### [Task goal]
Keeping each line intact, print the whole listing.

### [Available data]
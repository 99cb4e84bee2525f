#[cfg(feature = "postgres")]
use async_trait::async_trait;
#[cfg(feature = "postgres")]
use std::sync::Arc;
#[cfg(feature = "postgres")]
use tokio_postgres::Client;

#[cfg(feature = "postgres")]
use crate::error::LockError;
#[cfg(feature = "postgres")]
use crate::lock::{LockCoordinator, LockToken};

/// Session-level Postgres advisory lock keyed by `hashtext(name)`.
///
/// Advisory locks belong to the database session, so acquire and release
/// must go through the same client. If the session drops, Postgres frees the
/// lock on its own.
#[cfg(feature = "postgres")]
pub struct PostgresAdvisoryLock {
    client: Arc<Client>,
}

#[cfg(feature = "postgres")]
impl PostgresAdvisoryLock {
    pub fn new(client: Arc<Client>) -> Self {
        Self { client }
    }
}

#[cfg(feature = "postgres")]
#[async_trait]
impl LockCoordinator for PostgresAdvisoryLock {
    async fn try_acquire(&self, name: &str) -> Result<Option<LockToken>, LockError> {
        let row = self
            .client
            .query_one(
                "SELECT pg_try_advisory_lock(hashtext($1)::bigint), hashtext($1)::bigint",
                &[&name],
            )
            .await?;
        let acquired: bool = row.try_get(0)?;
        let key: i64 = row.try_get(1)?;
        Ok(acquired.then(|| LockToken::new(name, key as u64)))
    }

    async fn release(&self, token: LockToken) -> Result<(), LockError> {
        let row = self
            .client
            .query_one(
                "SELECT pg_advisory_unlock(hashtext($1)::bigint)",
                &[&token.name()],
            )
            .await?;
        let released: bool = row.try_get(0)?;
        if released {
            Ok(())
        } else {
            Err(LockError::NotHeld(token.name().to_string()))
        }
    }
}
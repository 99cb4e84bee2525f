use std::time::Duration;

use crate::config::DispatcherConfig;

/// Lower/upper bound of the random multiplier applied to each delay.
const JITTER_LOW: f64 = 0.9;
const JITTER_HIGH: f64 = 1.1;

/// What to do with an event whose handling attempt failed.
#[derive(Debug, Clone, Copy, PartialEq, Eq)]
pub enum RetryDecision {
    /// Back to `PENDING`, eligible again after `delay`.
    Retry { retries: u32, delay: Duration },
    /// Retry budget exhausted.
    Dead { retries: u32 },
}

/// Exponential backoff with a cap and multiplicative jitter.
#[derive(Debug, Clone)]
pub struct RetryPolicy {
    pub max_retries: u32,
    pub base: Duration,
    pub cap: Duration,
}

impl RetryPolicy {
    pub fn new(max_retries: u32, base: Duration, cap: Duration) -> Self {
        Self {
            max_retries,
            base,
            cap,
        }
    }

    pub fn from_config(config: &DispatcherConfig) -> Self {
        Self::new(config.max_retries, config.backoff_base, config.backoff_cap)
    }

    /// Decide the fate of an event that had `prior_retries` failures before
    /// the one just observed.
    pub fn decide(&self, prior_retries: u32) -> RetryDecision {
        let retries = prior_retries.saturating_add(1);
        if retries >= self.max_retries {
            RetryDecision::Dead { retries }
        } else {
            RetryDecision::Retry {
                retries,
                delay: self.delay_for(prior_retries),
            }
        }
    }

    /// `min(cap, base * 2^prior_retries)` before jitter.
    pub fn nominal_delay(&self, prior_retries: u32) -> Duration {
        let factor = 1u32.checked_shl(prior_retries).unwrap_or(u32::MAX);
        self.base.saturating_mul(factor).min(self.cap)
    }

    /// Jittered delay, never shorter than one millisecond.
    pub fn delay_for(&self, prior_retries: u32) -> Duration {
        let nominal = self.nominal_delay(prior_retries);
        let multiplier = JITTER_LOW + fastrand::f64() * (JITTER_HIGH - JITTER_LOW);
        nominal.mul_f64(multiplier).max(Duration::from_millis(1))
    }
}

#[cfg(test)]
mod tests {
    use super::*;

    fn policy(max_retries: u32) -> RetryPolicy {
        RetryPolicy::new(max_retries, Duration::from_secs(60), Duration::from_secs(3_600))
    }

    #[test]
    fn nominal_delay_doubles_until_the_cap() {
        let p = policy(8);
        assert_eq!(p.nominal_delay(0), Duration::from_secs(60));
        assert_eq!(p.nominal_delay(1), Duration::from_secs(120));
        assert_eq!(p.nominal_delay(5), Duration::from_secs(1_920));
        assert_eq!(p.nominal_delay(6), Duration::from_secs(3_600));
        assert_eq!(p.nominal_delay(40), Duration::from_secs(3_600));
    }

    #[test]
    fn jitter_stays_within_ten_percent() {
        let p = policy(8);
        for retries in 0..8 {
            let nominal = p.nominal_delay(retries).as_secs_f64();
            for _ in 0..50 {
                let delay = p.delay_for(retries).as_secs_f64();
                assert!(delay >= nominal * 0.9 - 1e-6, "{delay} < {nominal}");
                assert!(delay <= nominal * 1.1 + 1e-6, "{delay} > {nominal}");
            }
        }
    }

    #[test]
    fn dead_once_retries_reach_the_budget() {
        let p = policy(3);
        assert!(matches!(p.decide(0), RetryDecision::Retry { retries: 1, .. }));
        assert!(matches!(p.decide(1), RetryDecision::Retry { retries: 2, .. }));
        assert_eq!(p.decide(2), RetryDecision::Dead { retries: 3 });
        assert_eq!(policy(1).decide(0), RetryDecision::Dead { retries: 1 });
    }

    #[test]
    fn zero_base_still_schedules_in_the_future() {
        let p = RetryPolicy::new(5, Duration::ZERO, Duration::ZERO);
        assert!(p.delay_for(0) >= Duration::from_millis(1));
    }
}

### [Result of the exercise]
repository 99cb4e84bee2525f
#[cfg(feature = "postgres")]
use async_trait::async_trait;
#[cfg(feature = "postgres")]
use std::sync::Arc;
#[cfg(feature = "postgres")]
use tokio_postgres::Client;

#[cfg(feature = "postgres")]
use crate::error::LockError;
#[cfg(feature = "postgres")]
use crate::lock::{LockCoordinator, LockToken};

/// Session-level Postgres advisory lock keyed by `hashtext(name)`.
///
/// Advisory locks belong to the database session, so acquire and release
/// must go through the same client. If the session drops, Postgres frees the
/// lock on its own.
#[cfg(feature = "postgres")]
pub struct PostgresAdvisoryLock {
    client: Arc<Client>,
}

#[cfg(feature = "postgres")]
impl PostgresAdvisoryLock {
    pub fn new(client: Arc<Client>) -> Self {
        Self { client }
    }
}

#[cfg(feature = "postgres")]
#[async_trait]
impl LockCoordinator for PostgresAdvisoryLock {
    async fn try_acquire(&self, name: &str) -> Result<Option<LockToken>, LockError> {
        let row = self
            .client
            .query_one(
                "SELECT pg_try_advisory_lock(hashtext($1)::bigint), hashtext($1)::bigint",
                &[&name],
            )
            .await?;
        let acquired: bool = row.try_get(0)?;
        let key: i64 = row.try_get(1)?;
        Ok(acquired.then(|| LockToken::new(name, key as u64)))
    }

    async fn release(&self, token: LockToken) -> Result<(), LockError> {
        let row = self
            .client
            .query_one(
                "SELECT pg_advisory_unlock(hashtext($1)::bigint)",
                &[&token.name()],
            )
            .await?;
        let released: bool = row.try_get(0)?;
        if released {
            Ok(())
        } else {
            Err(LockError::NotHeld(token.name().to_string()))
        }
    }
}
repository 99cb4e84bee2525f
use std::time::Duration;

use crate::config::DispatcherConfig;

/// Lower/upper bound of the random multiplier applied to each delay.
const JITTER_LOW: f64 = 0.9;
const JITTER_HIGH: f64 = 1.1;

/// What to do with an event whose handling attempt failed.
#[derive(Debug, Clone, Copy, PartialEq, Eq)]
pub enum RetryDecision {
    /// Back to `PENDING`, eligible again after `delay`.
    Retry { retries: u32, delay: Duration },
    /// Retry budget exhausted.
    Dead { retries: u32 },
}

/// Exponential backoff with a cap and multiplicative jitter.
#[derive(Debug, Clone)]
pub struct RetryPolicy {
    pub max_retries: u32,
    pub base: Duration,
    pub cap: Duration,
}

impl RetryPolicy {
    pub fn new(max_retries: u32, base: Duration, cap: Duration) -> Self {
        Self {
            max_retries,
            base,
            cap,
        }
    }

    pub fn from_config(config: &DispatcherConfig) -> Self {
        Self::new(config.max_retries, config.backoff_base, config.backoff_cap)
    }

    /// Decide the fate of an event that had `prior_retries` failures before
    /// the one just observed.
    pub fn decide(&self, prior_retries: u32) -> RetryDecision {
        let retries = prior_retries.saturating_add(1);
        if retries >= self.max_retries {
            RetryDecision::Dead { retries }
        } else {
            RetryDecision::Retry {
                retries,
                delay: self.delay_for(prior_retries),
            }
        }
    }

    /// `min(cap, base * 2^prior_retries)` before jitter.
    pub fn nominal_delay(&self, prior_retries: u32) -> Duration {
        let factor = 1u32.checked_shl(prior_retries).unwrap_or(u32::MAX);
        self.base.saturating_mul(factor).min(self.cap)
    }

    /// Jittered delay, never shorter than one millisecond.
    pub fn delay_for(&self, prior_retries: u32) -> Duration {
        let nominal = self.nominal_delay(prior_retries);
        let multiplier = JITTER_LOW + fastrand::f64() * (JITTER_HIGH - JITTER_LOW);
        nominal.mul_f64(multiplier).max(Duration::from_millis(1))
    }
}

#[cfg(test)]
mod tests {
    use super::*;

    fn policy(max_retries: u32) -> RetryPolicy {
        RetryPolicy::new(max_retries, Duration::from_secs(60), Duration::from_secs(3_600))
    }

    #[test]
    fn nominal_delay_doubles_until_the_cap() {
        let p = policy(8);
        assert_eq!(p.nominal_delay(0), Duration::from_secs(60));
        assert_eq!(p.nominal_delay(1), Duration::from_secs(120));
        assert_eq!(p.nominal_delay(5), Duration::from_secs(1_920));
        assert_eq!(p.nominal_delay(6), Duration::from_secs(3_600));
        assert_eq!(p.nominal_delay(40), Duration::from_secs(3_600));
    }

    #[test]
    fn jitter_stays_within_ten_percent() {
        let p = policy(8);
        for retries in 0..8 {
            let nominal = p.nominal_delay(retries).as_secs_f64();
            for _ in 0..50 {
                let delay = p.delay_for(retries).as_secs_f64();
                assert!(delay >= nominal * 0.9 - 1e-6, "{delay} < {nominal}");
                assert!(delay <= nominal * 1.1 + 1e-6, "{delay} > {nominal}");
            }
        }
    }

    #[test]
    fn dead_once_retries_reach_the_budget() {
        let p = policy(3);
        assert!(matches!(p.decide(0), RetryDecision::Retry { retries: 1, .. }));
        assert!(matches!(p.decide(1), RetryDecision::Retry { retries: 2, .. }));
        assert_eq!(p.decide(2), RetryDecision::Dead { retries: 3 });
        assert_eq!(policy(1).decide(0), RetryDecision::Dead { retries: 1 });
    }

    #[test]
    fn zero_base_still_schedules_in_the_future() {
        let p = RetryPolicy::new(5, Duration::ZERO, Duration::ZERO);
        assert!(p.delay_for(0) >= Duration::from_millis(1));
    }
}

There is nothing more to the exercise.